My first reaction when I heard of this $15 million gift was one of slight disgruntlement. Although Camp Hill has a reputation for being home to wealthy or, at the least, fairly affluent people, no public school district has unlimited funds. Nevertheless, if I had that kind of money to give away, I might spread it around a little more. And though I am dedicated to the arts and sigh sometimes over how it gets short shrift (especially compared to athletics) in most civic budgets, I wondered about the wisdom of pouring so much money into an arts center that would benefit so few students. (Camp Hill School District has in grades K-12 the same number of students that were in the top four grades in Lynn’s high school and the one I taught in. Camp Hill High School has 350 students in the senior high, whereas Lynn’s school has 1000.) As I said, I’d be for spreading it around.

But the gift was given and accepted, and committees were formed and plans drawn up for the wonderful new arts center which would bear the name of its donor. $5 million was conveyed initially, with the rest to come in two more yearly installments.
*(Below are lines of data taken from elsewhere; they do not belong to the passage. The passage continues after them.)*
//! Editing session with undo/redo over the builder state

use anyhow::{Context, Result};
use std::collections::VecDeque;
use std::path::Path;

use crate::query::{build_query, QueryBuilderState};

pub const DEFAULT_UNDO_DEPTH: usize = 50;

/// The live builder state plus the snapshots needed to step back and forth
#[derive(Debug, Clone)]
pub struct Session {
    state: QueryBuilderState,
    undo: VecDeque<QueryBuilderState>,
    redo: Vec<QueryBuilderState>,
    depth: usize,
}

impl Default for Session {
    fn default() -> Self {
        Self::new(QueryBuilderState::default())
    }
}

impl Session {
    pub fn new(state: QueryBuilderState) -> Self {
        Self {
            state,
            undo: VecDeque::new(),
            redo: Vec::new(),
            depth: DEFAULT_UNDO_DEPTH,
        }
    }

    /// Start a session from a JSON or YAML state file
    pub fn load(path: &Path) -> Result<Self> {
        let contents = std::fs::read_to_string(path)
            .with_context(|| format!("Failed to read state file: {}", path.display()))?;

        let is_json = path.extension().map_or(false, |ext| ext == "json");
        let state: QueryBuilderState = if is_json {
            serde_json::from_str(&contents)
                .with_context(|| format!("Failed to parse state file: {}", path.display()))?
        } else {
            serde_yaml::from_str(&contents)
                .with_context(|| format!("Failed to parse state file: {}", path.display()))?
        };

        Ok(Self::new(state))
    }

    pub fn with_depth(mut self, depth: usize) -> Self {
        self.depth = depth.max(1);
        self
    }

    pub fn state(&self) -> &QueryBuilderState {
        &self.state
    }

    pub fn query(&self) -> String {
        build_query(&self.state)
    }

    /// Mutate the state as one undoable step
    pub fn apply<F, T>(&mut self, f: F) -> T
    where
        F: FnOnce(&mut QueryBuilderState) -> T,
    {
        let snapshot = self.state.clone();
        let out = f(&mut self.state);

        if self.state != snapshot {
            self.undo.push_back(snapshot);
            if self.undo.len() > self.depth {
                self.undo.pop_front();
            }
            self.redo.clear();
        }

        out
    }

    /// Returns false when there is nothing to undo
    pub fn undo(&mut self) -> bool {
        match self.undo.pop_back() {
            Some(previous) => {
                let current = std::mem::replace(&mut self.state, previous);
                self.redo.push(current);
                true
            }
            None => false,
        }
    }

    pub fn redo(&mut self) -> bool {
        match self.redo.pop() {
            Some(next) => {
                let current = std::mem::replace(&mut self.state, next);
                self.undo.push_back(current);
                true
            }
            None => false,
        }
    }

    pub fn can_undo(&self) -> bool {
        !self.undo.is_empty()
    }

    pub fn can_redo(&self) -> bool {
        !self.redo.is_empty()
    }

    /// Reset the form; undoable like any other edit
    pub fn clear(&mut self) {
        self.apply(|state| state.clear());
    }
}

#[cfg(test)]
mod tests {
    use super::*;
    use tempfile::tempdir;

    #[test]
    fn test_undo_redo() {
        let mut session = Session::default();
        session.apply(|s| s.set_object("Account"));
        session.apply(|s| s.toggle_field("Name"));
        assert_eq!(session.query(), "SELECT Name FROM Account");

        assert!(session.undo());
        assert_eq!(session.query(), "SELECT Id FROM Account");
        assert!(session.undo());
        assert_eq!(session.query(), "SELECT Id");
        assert!(!session.undo());

        assert!(session.redo());
        assert!(session.redo());
        assert_eq!(session.query(), "SELECT Name FROM Account");
        assert!(!session.redo());
    }

    #[test]
    fn test_new_edit_drops_redo() {
        let mut session = Session::default();
        session.apply(|s| s.set_object("Account"));
        session.undo();
        assert!(session.can_redo());

        session.apply(|s| s.set_object("Contact"));
        assert!(!session.can_redo());
    }

    #[test]
    fn test_noop_edit_is_not_recorded() {
        let mut session = Session::default();
        session.apply(|s| s.set_limit(None));
        assert!(!session.can_undo());
    }

    #[test]
    fn test_clear_is_undoable() {
        let mut session = Session::default();
        session.apply(|s| s.set_object("Lead"));
        session.clear();
        assert_eq!(session.state(), &QueryBuilderState::default());

        session.undo();
        assert_eq!(session.state().selected_object.as_deref(), Some("Lead"));
    }

    #[test]
    fn test_undo_depth_is_bounded() {
        let mut session = Session::default().with_depth(2);
        for limit in 1..=5 {
            session.apply(|s| s.set_limit(Some(limit)));
        }

        assert!(session.undo());
        assert!(session.undo());
        assert!(!session.undo());
        assert_eq!(session.state().limit, Some(3));
    }

    #[test]
    fn test_load_yaml_state() {
        let dir = tempdir().unwrap();
        let path = dir.path().join("query.yaml");
        std::fs::write(
            &path,
            r#"
selected_object: Contact
selected_fields: [Name, Email]
group_operator: OR
conditions:
  - field: Email
    operator: LIKE
    value: "%@acme.com"
    type: email
  - field: LastName
    operator: "="
    value: "O'Neil"
order_by:
  - field: Name
limit: 20
"#,
        )
        .unwrap();

        let session = Session::load(&path).unwrap();
        assert_eq!(
            session.query(),
            "SELECT Name, Email FROM Contact WHERE (Email LIKE '%@acme.com' OR LastName = 'O\\'Neil') ORDER BY Name ASC LIMIT 20"
        );
    }
}
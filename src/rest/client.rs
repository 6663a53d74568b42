//! Salesforce REST API client

use reqwest::blocking::{Client, RequestBuilder, Response};
use reqwest::header::{ACCEPT, USER_AGENT};
use serde::{Deserialize, Serialize};
use serde_json::{Map, Value};
use std::time::Duration;
use tracing::{debug, info};

use super::error::{error_message, ApiError};
use crate::schema::{FieldMetadata, ObjectMetadata};

pub type Record = Map<String, Value>;

/// First page of a SOQL query result
#[derive(Debug, Clone, Default, Serialize, Deserialize)]
#[serde(rename_all = "camelCase")]
pub struct QueryResult {
    #[serde(default)]
    pub total_size: u64,

    #[serde(default = "default_done")]
    pub done: bool,

    #[serde(default)]
    pub records: Vec<Record>,
}

fn default_done() -> bool {
    true
}

/// Calls against the Object, Query and Describe endpoints
pub trait SalesforceApi: Sync {
    fn list_objects(&self) -> Result<Vec<ObjectMetadata>, ApiError>;
    fn describe(&self, object: &str) -> Result<Vec<FieldMetadata>, ApiError>;
    fn query(&self, soql: &str) -> Result<QueryResult, ApiError>;
    fn update_record(&self, object: &str, id: &str, fields: &Record) -> Result<(), ApiError>;
    fn delete_record(&self, object: &str, id: &str) -> Result<(), ApiError>;
}

#[derive(Deserialize)]
struct SObjectList {
    sobjects: Vec<ObjectMetadata>,
}

#[derive(Deserialize)]
struct DescribeResult {
    fields: Vec<FieldMetadata>,
}

pub struct SalesforceClient {
    client: Client,
    base_url: String,
    access_token: String,
}

impl SalesforceClient {
    pub fn new(
        instance_url: &str,
        access_token: &str,
        api_version: &str,
        timeout: Duration,
    ) -> Result<Self, ApiError> {
        if instance_url.is_empty() {
            return Err(ApiError::NotConfigured("instance_url is not set".to_string()));
        }
        if access_token.is_empty() {
            return Err(ApiError::NotConfigured("access_token is not set".to_string()));
        }

        let client = Client::builder().timeout(timeout).build()?;

        Ok(Self {
            client,
            base_url: format!(
                "{}/services/data/v{}",
                instance_url.trim_end_matches('/'),
                api_version.trim_start_matches('v')
            ),
            access_token: access_token.to_string(),
        })
    }

    fn url(&self, path: &str) -> String {
        format!("{}{}", self.base_url, path)
    }

    fn authorized(&self, request: RequestBuilder) -> RequestBuilder {
        request
            .bearer_auth(&self.access_token)
            .header(ACCEPT, "application/json")
            .header(USER_AGENT, concat!("soql-workbench/", env!("CARGO_PKG_VERSION")))
    }

    fn send(&self, request: RequestBuilder) -> Result<Response, ApiError> {
        let response = self.authorized(request).send()?;
        let status = response.status();

        if status.is_success() {
            return Ok(response);
        }

        let body = response.text().unwrap_or_default();
        let message = error_message(&body).unwrap_or_else(|| {
            status
                .canonical_reason()
                .unwrap_or("Request failed")
                .to_string()
        });

        Err(ApiError::Status {
            status: status.as_u16(),
            message,
        })
    }
}

impl SalesforceApi for SalesforceClient {
    fn list_objects(&self) -> Result<Vec<ObjectMetadata>, ApiError> {
        debug!("Listing sObjects");
        let list: SObjectList = self.send(self.client.get(self.url("/sobjects/")))?.json()?;
        Ok(list.sobjects)
    }

    fn describe(&self, object: &str) -> Result<Vec<FieldMetadata>, ApiError> {
        debug!(object, "Describing sObject");
        let path = format!("/sobjects/{}/describe", object);
        let describe: DescribeResult = self.send(self.client.get(self.url(&path)))?.json()?;
        Ok(describe.fields)
    }

    fn query(&self, soql: &str) -> Result<QueryResult, ApiError> {
        info!(soql, "Executing query");
        let request = self.client.get(self.url("/query/")).query(&[("q", soql)]);
        let result: QueryResult = self.send(request)?.json()?;
        debug!(total = result.total_size, done = result.done, "Query finished");
        Ok(result)
    }

    fn update_record(&self, object: &str, id: &str, fields: &Record) -> Result<(), ApiError> {
        debug!(object, id, "Updating record");
        let path = format!("/sobjects/{}/{}", object, id);
        self.send(self.client.patch(self.url(&path)).json(fields))?;
        Ok(())
    }

    fn delete_record(&self, object: &str, id: &str) -> Result<(), ApiError> {
        debug!(object, id, "Deleting record");
        let path = format!("/sobjects/{}/{}", object, id);
        self.send(self.client.delete(self.url(&path)))?;
        Ok(())
    }
}

#[cfg(test)]
mod tests {
    use super::*;

    #[test]
    fn test_requires_credentials() {
        let err = SalesforceClient::new("", "token", "59.0", Duration::from_secs(5))
            .err()
            .unwrap();
        assert!(matches!(err, ApiError::NotConfigured(_)));

        let err = SalesforceClient::new("https://x.my.salesforce.com", "", "59.0", Duration::from_secs(5))
            .err()
            .unwrap();
        assert!(matches!(err, ApiError::NotConfigured(_)));
    }

    #[test]
    fn test_base_url() {
        let client = SalesforceClient::new(
            "https://acme.my.salesforce.com/",
            "token",
            "v59.0",
            Duration::from_secs(5),
        )
        .unwrap();
        assert_eq!(
            client.url("/sobjects/"),
            "https://acme.my.salesforce.com/services/data/v59.0/sobjects/"
        );
    }

    #[test]
    fn test_query_result_shape() {
        let json = r#"{
            "totalSize": 1,
            "done": true,
            "records": [
                {"attributes": {"type": "Account"}, "Id": "001xx", "Name": "Acme"}
            ]
        }"#;
        let result: QueryResult = serde_json::from_str(json).unwrap();
        assert_eq!(result.total_size, 1);
        assert_eq!(result.records[0]["Name"], "Acme");
    }
}
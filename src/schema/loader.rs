//! Metadata cache - persists describe results to metadata.yaml

use anyhow::{Context, Result};
use serde::{Deserialize, Serialize};
use std::collections::BTreeMap;
use std::path::Path;

use super::{FieldMetadata, ObjectMetadata};

const CACHE_FILE: &str = "metadata.yaml";

/// Object list plus per-object field lists, as last fetched from the org
#[derive(Debug, Clone, Default, Serialize, Deserialize)]
pub struct MetadataCache {
    #[serde(default)]
    pub objects: Vec<ObjectMetadata>,

    #[serde(default)]
    pub fields: BTreeMap<String, Vec<FieldMetadata>>,
}

impl MetadataCache {
    /// Field metadata for an object, empty when it was never described
    pub fn fields_for(&self, object: &str) -> &[FieldMetadata] {
        self.fields.get(object).map(Vec::as_slice).unwrap_or(&[])
    }

    pub fn set_fields(&mut self, object: &str, fields: Vec<FieldMetadata>) {
        self.fields.insert(object.to_string(), fields);
    }
}

/// Load the metadata cache from the data directory
pub fn load_metadata(data_dir: &Path) -> Result<MetadataCache> {
    let cache_path = data_dir.join(CACHE_FILE);

    if !cache_path.exists() {
        return Ok(MetadataCache::default());
    }

    let contents = std::fs::read_to_string(&cache_path)
        .with_context(|| format!("Failed to read metadata cache: {}", cache_path.display()))?;

    let cache: MetadataCache = serde_yaml::from_str(&contents)
        .with_context(|| format!("Failed to parse metadata cache: {}", cache_path.display()))?;

    Ok(cache)
}

/// Write the metadata cache to the data directory
pub fn save_metadata(data_dir: &Path, cache: &MetadataCache) -> Result<()> {
    std::fs::create_dir_all(data_dir)
        .with_context(|| format!("Failed to create data directory: {}", data_dir.display()))?;

    let cache_path = data_dir.join(CACHE_FILE);
    let contents = serde_yaml::to_string(cache)?;

    std::fs::write(&cache_path, contents)
        .with_context(|| format!("Failed to write metadata cache: {}", cache_path.display()))?;

    Ok(())
}
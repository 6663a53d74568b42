//! CLI module - command implementations behind `sfq`

pub mod commands;
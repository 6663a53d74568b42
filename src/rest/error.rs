//! Errors returned by the REST client

use serde::Deserialize;
use thiserror::Error;

#[derive(Debug, Error)]
pub enum ApiError {
    /// Request never produced a response
    #[error("network error: {0}")]
    Network(String),

    /// Salesforce answered with a non-success status
    #[error("{message} (HTTP {status})")]
    Status { status: u16, message: String },

    /// Response body did not have the expected shape
    #[error("unexpected response: {0}")]
    Decode(String),

    #[error("not configured: {0}")]
    NotConfigured(String),
}

impl From<reqwest::Error> for ApiError {
    fn from(err: reqwest::Error) -> Self {
        if err.is_decode() {
            Self::Decode(err.to_string())
        } else {
            Self::Network(err.to_string())
        }
    }
}

#[derive(Debug, Deserialize)]
#[serde(rename_all = "camelCase")]
struct ErrorBody {
    message: String,
    #[serde(default)]
    error_code: Option<String>,
}

/// Turn a Salesforce error body (`[{"message": .., "errorCode": ..}]`) into a readable message
pub fn error_message(body: &str) -> Option<String> {
    let errors: Vec<ErrorBody> = serde_json::from_str(body).ok()?;
    let messages: Vec<String> = errors
        .into_iter()
        .map(|e| match e.error_code {
            Some(code) => format!("{}: {}", code, e.message),
            None => e.message,
        })
        .collect();

    if messages.is_empty() {
        None
    } else {
        Some(messages.join("; "))
    }
}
And then things hit a snag. The donor wants the arts center built on the site of the elementary school her son attended. She is sentimentally attached to the building, which went up in 1955 and reflects the building standards for schools in place at the time, standards which are obsolete now, from technological, environmental, and safety standpoints. It’s not even used for regular classes anymore. The planners recommended demolition of the structure and construction of a state-of-the-art stand alone arts center.

The donor became angry. She wants the arts center to be an addition to the building she loves. She announced that she was withholding the rest of her gift unless the outdated (and, if you ask me, fairly ugly) building was preserved.

It’s been about a month since that story broke. It was back in the news today. The planners and the school district officials are scrambling around trying to come up with a compromise plan that will appease the donor, and failing that, a plan that will do exactly what she wants. Letters to the editor fall on both sides.

I know what it’s like to have a sentimental attachment to a building. I continue to keep that controversy in my prayers, knowing that I favor a course (staying and renovating) while, it is rumored, a large donor wants only to build new in the suburbs. I don’t have real money to spread around. My annual contribution to the school I love is in the very low three figures. But if I had a hundred thousand times that, I’d give it without strings.

And I think the Camp Hill donor should do that too. A gift with strings attached is no longer a gift, it’s a purchase.